[PROBLEM REQUIREMENTS]: Go over the listing below line by line and tally those containing "crla". Give only the tally.

START INFORMATION

//! Resolving what the user typed to a stored record.
//!
//! An argument may be an id or a name: exact id first, then exact name
//! (case-insensitive), then the best fuzzy match, which must be confirmed.

use anyhow::{anyhow, bail, Result};
use fuzzy_matcher::skim::SkimMatcherV2;
use fuzzy_matcher::FuzzyMatcher;
use std::io::{self, Write};

use crate::models::Record;

#[derive(Debug, PartialEq)]
pub enum Match<'a, T> {
    Exact(&'a T),
    /// Several records carry this exact name.
    Ambiguous(Vec<&'a T>),
    Suggestion { record: &'a T, score: i64 },
    Nothing,
}

pub fn find<'a, T: Record>(records: &'a [T], query: &str) -> Match<'a, T> {
    let query = query.trim();
    if let Some(record) = records.iter().find(|r| r.id() == query) {
        return Match::Exact(record);
    }

    let named: Vec<&T> = records
        .iter()
        .filter(|r| r.label().trim().to_lowercase() == query.to_lowercase())
        .collect();
    match named.len() {
        0 => {}
        1 => return Match::Exact(named[0]),
        _ => return Match::Ambiguous(named),
    }

    let matcher = SkimMatcherV2::default();
    let mut best: Option<(i64, &T)> = None;
    for record in records {
        if let Some(score) = matcher.fuzzy_match(record.label(), query) {
            if best.map_or(true, |(top, _)| score > top) {
                best = Some((score, record));
            }
        }
    }
    match best {
        Some((score, record)) => Match::Suggestion { record, score },
        None => Match::Nothing,
    }
}

/// Like [`find`], but turns everything short of a single record into an
/// error. Suggestions go through `confirm(query, suggested_label)`.
pub fn resolve<'a, T: Record>(
    records: &'a [T],
    query: &str,
    kind: &str,
    confirm: impl FnOnce(&str, &str) -> Result<bool>,
) -> Result<&'a T> {
    match find(records, query) {
        Match::Exact(record) => Ok(record),
        Match::Ambiguous(matches) => {
            let ids: Vec<&str> = matches.iter().map(|r| r.id()).collect();
            bail!(
                "'{}' matches several {}s ({}); use the id instead",
                query,
                kind,
                ids.join(", ")
            )
        }
        Match::Suggestion { record, .. } => {
            if confirm(query, record.label())? {
                Ok(record)
            } else {
                Err(anyhow!("No {} named '{}'", kind, query))
            }
        }
        Match::Nothing => Err(anyhow!("No {} matches '{}'", kind, query)),
    }
}

/// Asks on the terminal whether the suggestion is what the user meant.
pub fn ask_user_confirmation(input: &str, suggestion: &str) -> Result<bool> {
    print!("'{}' not found. Did you mean '{}'? (y/n): ", input, suggestion);
    io::stdout().flush()?;

    let mut answer = String::new();
    io::stdin().read_line(&mut answer)?;
    let answer = answer.trim().to_lowercase();
    Ok(answer == "y" || answer == "yes")
}

#[cfg(test)]
mod tests {
    use super::*;
    use crate::models::Member;
    use chrono::Utc;

    fn member(id: &str, name: &str) -> Member {
        Member {
            id: id.to_string(),
            name: name.to_string(),
            created_at: Utc::now(),
        }
    }

    fn team() -> Vec<Member> {
        vec![
            member("1", "Ana Lima"),
            member("2", "Bruno Costa"),
            member("3", "Carla Dias"),
        ]
    }

    #[test]
    fn id_wins_over_name() {
        let mut members = team();
        members.push(member("4", "2"));
        assert_eq!(find(&members, "2"), Match::Exact(&members[1]));
    }

    #[test]
    fn exact_name_ignores_case() {
        let members = team();
        assert_eq!(find(&members, "bruno costa"), Match::Exact(&members[1]));
    }

    #[test]
    fn fuzzy_match_is_only_a_suggestion() {
        let members = team();
        match find(&members, "crla") {
            Match::Suggestion { record, .. } => assert_eq!(record.name, "Carla Dias"),
            other => panic!("expected a suggestion, got {:?}", other),
        }
        assert_eq!(find(&members, "zzz"), Match::Nothing);
    }

    #[test]
    fn duplicate_names_are_ambiguous() {
        let members = vec![member("1", "Ana"), member("2", "Ana")];
        assert!(matches!(find(&members, "Ana"), Match::Ambiguous(m) if m.len() == 2));
        assert!(resolve(&members, "Ana", "member", |_, _| Ok(true)).is_err());
    }

    #[test]
    fn resolve_respects_the_answer() {
        let members = team();
        let accepted = resolve(&members, "crla", "member", |_, _| Ok(true)).unwrap();
        assert_eq!(accepted.id, "3");

        let declined = resolve(&members, "crla", "member", |_, _| Ok(false));
        assert!(declined.is_err());
    }
}
fn step(state: &mut ListState, len: usize, forward: bool) {
    if len == 0 {
        state.select(None);
        return;
    }
    let i = match state.selected() {
        Some(i) if forward => {
            if i >= len - 1 {
                0
            } else {
                i + 1
            }
        }
        Some(i) => {
            if i == 0 {
                len - 1
            } else {
                i - 1
            }
        }
        None => 0,
    };
    state.select(Some(i));
}

fn clamp(state: &mut ListState, len: usize) {
    match state.selected() {
        _ if len == 0 => state.select(None),
        Some(i) if i >= len => state.select(Some(len - 1)),
        None => state.select(Some(0)),
        _ => {}
    }
}
//! Writes as data.
//!
//! Every mutation the console performs is a [`WriteOp`]. When the remote
//! backend rejects one and the policy allows it, the op is applied to the
//! local store and journaled here so the divergence stays visible and can be
//! replayed once the remote backend answers again.

use serde::{Deserialize, Serialize};

use crate::error::StorageResult;
use crate::models::{
    Category, CategoryPatch, Member, MemberPatch, NewCategory, NewMember, NewProduct, NewTask,
    Product, ProductPatch, Task, TaskPatch,
};
use crate::storage::{LocalStore, Storage};

#[derive(Debug, Clone, PartialEq, Serialize, Deserialize)]
#[serde(tag = "op", rename_all = "camelCase")]
pub enum WriteOp {
    AddTask { task: NewTask },
    UpdateTask { id: String, patch: TaskPatch },
    DeleteTask { id: String },
    AddProduct { product: NewProduct },
    UpdateProduct { id: String, patch: ProductPatch },
    DeleteProduct { id: String },
    AddCategory { category: NewCategory },
    UpdateCategory { id: String, patch: CategoryPatch },
    DeleteCategory { id: String },
    AddMember { member: NewMember },
    UpdateMember { id: String, patch: MemberPatch },
    DeleteMember { id: String },
}

/// What a successfully applied op produced.
#[derive(Debug, Clone, PartialEq)]
pub enum Applied {
    Task(Task),
    Product(Product),
    Category(Category),
    Member(Member),
    Done,
}

impl Applied {
    pub fn into_task(self) -> Option<Task> {
        match self {
            Applied::Task(task) => Some(task),
            _ => None,
        }
    }

    pub fn into_product(self) -> Option<Product> {
        match self {
            Applied::Product(product) => Some(product),
            _ => None,
        }
    }

    pub fn into_category(self) -> Option<Category> {
        match self {
            Applied::Category(category) => Some(category),
            _ => None,
        }
    }

    pub fn into_member(self) -> Option<Member> {
        match self {
            Applied::Member(member) => Some(member),
            _ => None,
        }
    }
}

impl WriteOp {
    pub async fn apply(&self, storage: &dyn Storage) -> StorageResult<Applied> {
        let applied = match self {
            WriteOp::AddTask { task } => Applied::Task(storage.add_task(task.clone()).await?),
            WriteOp::UpdateTask { id, patch } => {
                storage.update_task(id, patch.clone()).await?;
                Applied::Done
            }
            WriteOp::DeleteTask { id } => {
                storage.delete_task(id).await?;
                Applied::Done
            }
            WriteOp::AddProduct { product } => {
                Applied::Product(storage.add_product(product.clone()).await?)
            }
            WriteOp::UpdateProduct { id, patch } => {
                storage.update_product(id, patch.clone()).await?;
                Applied::Done
            }
            WriteOp::DeleteProduct { id } => {
                storage.delete_product(id).await?;
                Applied::Done
            }
            WriteOp::AddCategory { category } => {
                Applied::Category(storage.add_category(category.clone()).await?)
            }
            WriteOp::UpdateCategory { id, patch } => {
                storage.update_category(id, patch.clone()).await?;
                Applied::Done
            }
            WriteOp::DeleteCategory { id } => {
                storage.delete_category(id).await?;
                Applied::Done
            }
            WriteOp::AddMember { member } => {
                Applied::Member(storage.add_member(member.clone()).await?)
            }
            WriteOp::UpdateMember { id, patch } => {
                storage.update_member(id, patch.clone()).await?;
                Applied::Done
            }
            WriteOp::DeleteMember { id } => {
                storage.delete_member(id).await?;
                Applied::Done
            }
        };
        Ok(applied)
    }

    pub fn describe(&self) -> String {
        match self {
            WriteOp::AddTask { task } => format!("add task '{}'", task.title),
            WriteOp::UpdateTask { id, .. } => format!("update task {}", id),
            WriteOp::DeleteTask { id } => format!("delete task {}", id),
            WriteOp::AddProduct { product } => format!("add product '{}'", product.name),
            WriteOp::UpdateProduct { id, .. } => format!("update product {}", id),
            WriteOp::DeleteProduct { id } => format!("delete product {}", id),
            WriteOp::AddCategory { category } => format!("add category '{}'", category.name),
            WriteOp::UpdateCategory { id, .. } => format!("update category {}", id),
            WriteOp::DeleteCategory { id } => format!("delete category {}", id),
            WriteOp::AddMember { member } => format!("add member '{}'", member.name),
            WriteOp::UpdateMember { id, .. } => format!("update member {}", id),
            WriteOp::DeleteMember { id } => format!("delete member {}", id),
        }
    }
}

#[derive(Debug, Clone)]
pub struct OutboxEntry {
    pub id: i64,
    /// `None` when the stored JSON no longer parses.
    pub op: Option<WriteOp>,
    pub raw: String,
    pub created_at: String,
    pub attempts: i64,
    pub last_error: Option<String>,
}

impl OutboxEntry {
    pub fn describe(&self) -> String {
        match &self.op {
            Some(op) => op.describe(),
            None => format!("unreadable entry: {}", self.raw),
        }
    }
}

#[derive(Debug, Default)]
pub struct ReplayReport {
    pub replayed: usize,
    pub remaining: usize,
    pub error: Option<String>,
}

pub fn record(store: &LocalStore, op: &WriteOp) -> StorageResult<i64> {
    let json = serde_json::to_string(op)?;
    let id = store.push_outbox(&json)?;
    log::info!("Queued outbox entry {}: {}", id, op.describe());
    Ok(id)
}

pub fn pending(store: &LocalStore) -> StorageResult<Vec<OutboxEntry>> {
    let rows = store.list_outbox()?;
    Ok(rows
        .into_iter()
        .map(|row| OutboxEntry {
            id: row.id,
            op: serde_json::from_str(&row.op).ok(),
            raw: row.op,
            created_at: row.created_at,
            attempts: row.attempts,
            last_error: row.last_error,
        })
        .collect())
}

/// Re-applies queued writes to `target` in order, stopping at the first
/// failure. Unreadable entries are skipped and left in place.
pub async fn replay(store: &LocalStore, target: &dyn Storage) -> StorageResult<ReplayReport> {
    let entries = pending(store)?;
    let mut report = ReplayReport::default();

    for (index, entry) in entries.iter().enumerate() {
        let Some(op) = &entry.op else {
            log::warn!("Skipping unreadable outbox entry {}", entry.id);
            report.remaining += 1;
            continue;
        };

        match op.apply(target).await {
            Ok(_) => {
                store.remove_outbox(entry.id)?;
                report.replayed += 1;
            }
            Err(e) => {
                let message = e.to_string();
                store.mark_outbox_failed(entry.id, &message)?;
                log::warn!("Replay of outbox entry {} failed: {}", entry.id, message);
                report.remaining += entries.len() - index;
                report.error = Some(message);
                break;
            }
        }
    }

    Ok(report)
}

pub fn clear(store: &LocalStore) -> StorageResult<usize> {
    store.clear_outbox()
}

#[cfg(test)]
mod tests {
    use super::*;
    use crate::models::TaskStatus;
    use chrono::NaiveDate;

    fn add_member(name: &str) -> WriteOp {
        WriteOp::AddMember {
            member: NewMember {
                name: name.to_string(),
            },
        }
    }

    #[test]
    fn ops_serialize_with_a_tag() {
        let op = WriteOp::UpdateTask {
            id: "7".to_string(),
            patch: TaskPatch::status(TaskStatus::Completed),
        };
        let json = serde_json::to_value(&op).unwrap();
        assert_eq!(json["op"], "updateTask");
        assert_eq!(json["patch"]["status"], "completed");

        let back: WriteOp = serde_json::from_value(json).unwrap();
        assert_eq!(back, op);
    }

    #[tokio::test]
    async fn apply_returns_the_created_record() {
        let store = LocalStore::open_in_memory().unwrap();
        let op = WriteOp::AddTask {
            task: NewTask {
                title: "Inventory check".to_string(),
                description: Some("Aisle 3".to_string()),
                assignee: "Ana".to_string(),
                due_date: NaiveDate::from_ymd_opt(2030, 1, 1).unwrap(),
                status: TaskStatus::Pending,
            },
        };

        match op.apply(&store).await.unwrap() {
            Applied::Task(task) => assert_eq!(task.title, "Inventory check"),
            other => panic!("unexpected result {:?}", other),
        }
    }

    #[tokio::test]
    async fn replay_drains_queue_in_order() {
        let journal = LocalStore::open_in_memory().unwrap();
        let target = LocalStore::open_in_memory().unwrap();
        record(&journal, &add_member("First")).unwrap();
        record(&journal, &add_member("Second")).unwrap();

        let report = replay(&journal, &target).await.unwrap();
        assert_eq!(report.replayed, 2);
        assert_eq!(report.remaining, 0);
        assert!(pending(&journal).unwrap().is_empty());

        let names: Vec<String> = target
            .get_members()
            .await
            .unwrap()
            .into_iter()
            .map(|m| m.name)
            .collect();
        assert_eq!(names, vec!["First", "Second"]);
    }

    #[tokio::test]
    async fn unreadable_entries_stay_queued() {
        let journal = LocalStore::open_in_memory().unwrap();
        let target = LocalStore::open_in_memory().unwrap();
        journal.push_outbox("{\"op\":\"launchRocket\"}").unwrap();
        record(&journal, &add_member("Ana")).unwrap();

        let report = replay(&journal, &target).await.unwrap();
        assert_eq!(report.replayed, 1);
        assert_eq!(report.remaining, 1);

        let left = pending(&journal).unwrap();
        assert_eq!(left.len(), 1);
        assert!(left[0].op.is_none());
        assert_eq!(clear(&journal).unwrap(), 1);
    }
}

END INFORMATION

[SOLUTION TO THE PROBLEM]: 3